TaichiShiraishi

THE BATMAN-ザ・バットマンーのTaichiShiraishiのネタバレレビュー・内容・結末

3.7

このレビューはネタバレを含みます

OPの「アヴェ・マリア」が流れながらののぞき見シーンや、暗闇のなかで機関銃がさく裂する引きの美しいショット、ゴッサムシティの荒廃しきった雰囲気などは実によくできていて、かっこよかったのだが……。どうも要所要所の演出が締まらなかったり、話として冗長な部分が看過できない。作り手たちはバットマンであれば、観客に細かい説明なしでも受け入れさせ、ストーリーにいろんな要素を盛り込みに盛り込みまくっても大丈夫、と過剰に信じすぎていないだろうか。

そもそも前からバットマンが協力者であるゴードン署長にブルースとしての正体を隠す意味は何だろうと思っていたのだが、今回のバットマンスーツのまま捜査現場に居合わせる絵面の間抜けさでそれがより気になってしまう。警官たちも明らかにいぶかしがっていたが当然だろう。捜査現場の最高責任者も正体を知らない謎のコスプレ男を招き入れているのだから。
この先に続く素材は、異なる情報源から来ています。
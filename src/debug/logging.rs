#[cfg(feature = "debug")]
use super::modes::{DebugState, DebugStats};
#[cfg(feature = "debug")]
use bevy::prelude::*;

#[cfg(feature = "debug")]
pub fn debug_logging_system(time: Res<Time>, mut state: ResMut<DebugState>, stats: Res<DebugStats>) {
    if !state.logging {
        return;
    }
    state.time_accum += time.delta_secs();
    if state.time_accum >= state.log_interval {
        state.time_accum = 0.0;
        info!(
            target: "debug",
            "SIM frame={} t={:.3}s fps={:.1} ft_ms={:.1} slots={} bodies={} particles={} pops={} respawns={} wire={}",
            state.frame_counter,
            time.elapsed_secs(),
            stats.fps,
            stats.frame_time_ms,
            stats.slots,
            stats.live_bodies,
            stats.particles,
            stats.pops,
            stats.respawns,
            state.wireframe
        );
    }
}
use bevy::prelude::*;
use bevy::sprite::AlphaMode2d;
use rand::Rng;

use crate::core::config::{GameConfig, ParticleConfig};
use crate::core::system::system_order::PopEffectsSet;
use crate::gameplay::balloons::BalloonPopped;

/// Unit circle shared by every particle.
#[derive(Resource, Debug, Clone)]
pub struct ParticleAssets {
    pub dot: Handle<Mesh>,
}

impl FromWorld for ParticleAssets {
    fn from_world(world: &mut World) -> Self {
        let mut meshes = world.resource_mut::<Assets<Mesh>>();
        Self {
            dot: meshes.add(Mesh::from(Circle { radius: 0.5 })),
        }
    }
}

/// One fragment of a pop burst. Moves from `origin` to `origin + offset`,
/// fades out and scales from 1 to `end_scale` over `duration`, then despawns.
#[derive(Component, Debug, Clone)]
pub struct PopParticle {
    pub elapsed: f32,
    pub duration: f32,
    pub origin: Vec2,
    pub offset: Vec2,
    pub end_scale: f32,
    pub size: f32,
}

impl PopParticle {
    pub fn progress(&self) -> f32 {
        if self.duration <= 0.0 {
            1.0
        } else {
            (self.elapsed / self.duration).clamp(0.0, 1.0)
        }
    }

    pub fn is_finished(&self) -> bool {
        self.progress() >= 1.0
    }

    /// Eased position, opacity and scale at the current progress.
    pub fn sample(&self) -> (Vec2, f32, f32) {
        let k = ease_out_quad(self.progress());
        let pos = self.origin + self.offset * k;
        let alpha = 1.0 - k;
        let scale = self.size * (1.0 + (self.end_scale - 1.0) * k);
        (pos, alpha, scale)
    }
}

/// Decelerating curve, fast at the start and settling at the end.
#[inline]
pub fn ease_out_quad(t: f32) -> f32 {
    let t = t.clamp(0.0, 1.0);
    1.0 - (1.0 - t) * (1.0 - t)
}

/// Roll the tweens for one burst at `origin`.
pub fn roll_burst(origin: Vec2, cfg: &ParticleConfig, rng: &mut impl Rng) -> Vec<(PopParticle, f32)> {
    (0..cfg.count)
        .map(|_| {
            let offset = Vec2::new(
                rng.gen_range(-1.0..=1.0) * cfg.spread,
                rng.gen_range(-1.0..=1.0) * cfg.spread,
            );
            let hue = rng.gen_range(0.0..360.0);
            (
                PopParticle {
                    elapsed: 0.0,
                    duration: cfg.duration,
                    origin,
                    offset,
                    end_scale: cfg.scale_range.sample(rng),
                    size: cfg.size,
                },
                hue,
            )
        })
        .collect()
}

pub struct ParticlesPlugin;

impl Plugin for ParticlesPlugin {
    fn build(&self, app: &mut App) {
        app.init_resource::<ParticleAssets>()
            .add_systems(PostUpdate, spawn_pop_bursts.in_set(PopEffectsSet))
            .add_systems(Update, animate_pop_particles);
    }
}

fn spawn_pop_bursts(
    mut commands: Commands,
    mut popped: EventReader<BalloonPopped>,
    assets: Res<ParticleAssets>,
    mut materials: ResMut<Assets<ColorMaterial>>,
    cfg: Res<GameConfig>,
) {
    let mut rng = rand::thread_rng();
    for ev in popped.read() {
        let burst = roll_burst(ev.position, &cfg.particles, &mut rng);
        trace!(target: "effects", "burst of {} at ({:.0},{:.0})", burst.len(), ev.position.x, ev.position.y);
        for (particle, hue) in burst {
            let material = materials.add(ColorMaterial {
                color: Color::hsl(hue, cfg.balloons.saturation, cfg.balloons.lightness),
                alpha_mode: AlphaMode2d::Blend,
                ..default()
            });
            let (pos, _, scale) = particle.sample();
            commands.spawn((
                Name::new("PopParticle"),
                Mesh2d(assets.dot.clone()),
                MeshMaterial2d(material),
                Transform::from_translation(pos.extend(20.0)).with_scale(Vec3::splat(scale)),
                particle,
            ));
        }
    }
}

fn animate_pop_particles(
    mut commands: Commands,
    time: Res<Time>,
    mut q: Query<(
        Entity,
        &mut PopParticle,
        &mut Transform,
        &MeshMaterial2d<ColorMaterial>,
    )>,
    mut materials: ResMut<Assets<ColorMaterial>>,
) {
    let dt = time.delta_secs();
    for (e, mut particle, mut tf, mat) in q.iter_mut() {
        particle.elapsed += dt;
        if particle.is_finished() {
            materials.remove(&mat.0);
            commands.entity(e).despawn();
            continue;
        }
        let (pos, alpha, scale) = particle.sample();
        tf.translation.x = pos.x;
        tf.translation.y = pos.y;
        tf.scale = Vec3::splat(scale);
        if let Some(m) = materials.get_mut(&mat.0) {
            let c = m.color.to_srgba();
            m.color = Color::srgba(c.red, c.green, c.blue, alpha.clamp(0.0, 1.0));
        }
    }
}

#[cfg(test)]
mod tests {
    use super::*;

    #[test]
    fn ease_hits_endpoints() {
        assert_eq!(ease_out_quad(0.0), 0.0);
        assert_eq!(ease_out_quad(1.0), 1.0);
        assert!(ease_out_quad(0.5) > 0.5);
        assert_eq!(ease_out_quad(3.0), 1.0);
    }

    #[test]
    fn particle_ends_at_offset_transparent_and_rescaled() {
        let mut p = PopParticle {
            elapsed: 0.0,
            duration: 1.5,
            origin: Vec2::new(10.0, 10.0),
            offset: Vec2::new(50.0, -20.0),
            end_scale: 1.5,
            size: 5.0,
        };
        let (start, a0, s0) = p.sample();
        assert_eq!(start, Vec2::new(10.0, 10.0));
        assert_eq!(a0, 1.0);
        assert_eq!(s0, 5.0);
        p.elapsed = 1.5;
        assert!(p.is_finished());
        let (end, a1, s1) = p.sample();
        assert!((end - Vec2::new(60.0, -10.0)).length() < 1e-4);
        assert_eq!(a1, 0.0);
        assert!((s1 - 7.5).abs() < 1e-4);
    }

    #[test]
    fn burst_respects_count_and_spread() {
        let cfg = ParticleConfig::default();
        let burst = roll_burst(Vec2::ZERO, &cfg, &mut rand::thread_rng());
        assert_eq!(burst.len(), cfg.count);
        for (p, hue) in &burst {
            assert!(p.offset.x.abs() <= cfg.spread && p.offset.y.abs() <= cfg.spread);
            assert!(p.end_scale >= cfg.scale_range.min && p.end_scale <= cfg.scale_range.max);
            assert!((0.0..360.0).contains(hue));
        }
    }

    #[test]
    fn zero_duration_finishes_immediately() {
        let p = PopParticle {
            elapsed: 0.0,
            duration: 0.0,
            origin: Vec2::ZERO,
            offset: Vec2::ONE,
            end_scale: 1.0,
            size: 5.0,
        };
        assert!(p.is_finished());
    }
}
おまけにストーリーも3時間もあり、それに無駄がないとはとても言えない。バットマンの出生の秘密やキャットウーマンの父親との因縁は、どっちかは次回作以降の話にしてよかったのではないか。いろいろ盛り込んだ挙句、肝心のリドラーが30分くらい放置プレイを食らっていたのもいただけない。もともと1作限りのつもりらしいがやはり詰め込み過ぎだったと言えるだろう。

予告にもあるペンギンのカーチェイスもあんな被害を出してまで追いかける意味があったとは思えないし、最後のとある「人命救助」シーンも紐を斬るシーン含めて大仰な割に大したことしてないし、1年くらいは活動しているはずなのに市民やマスコミにバットマンが認知されていなかったのもおかしいし、そもそもあんな大都市のすぐそばにあんな事態になりかねないものがあるのもおかしいし、と変なところを言い出したらきりがない。

アクションやキャットウーマンのかっこよさは買いたいし、音楽ももう少しバリエーションは欲しかったがジアッキーノは手堅い仕事をしている。またポール・ダノの童顔のまま邪悪さをたたえた表情は素晴らしかった。「取り調べ」の場面はどうしても『ダークナイト』と比べてしまうが。

いろいろ言いつつ最後まで飽きずに見ることはできた。ただ長いし、必要な尺だったとは思えない。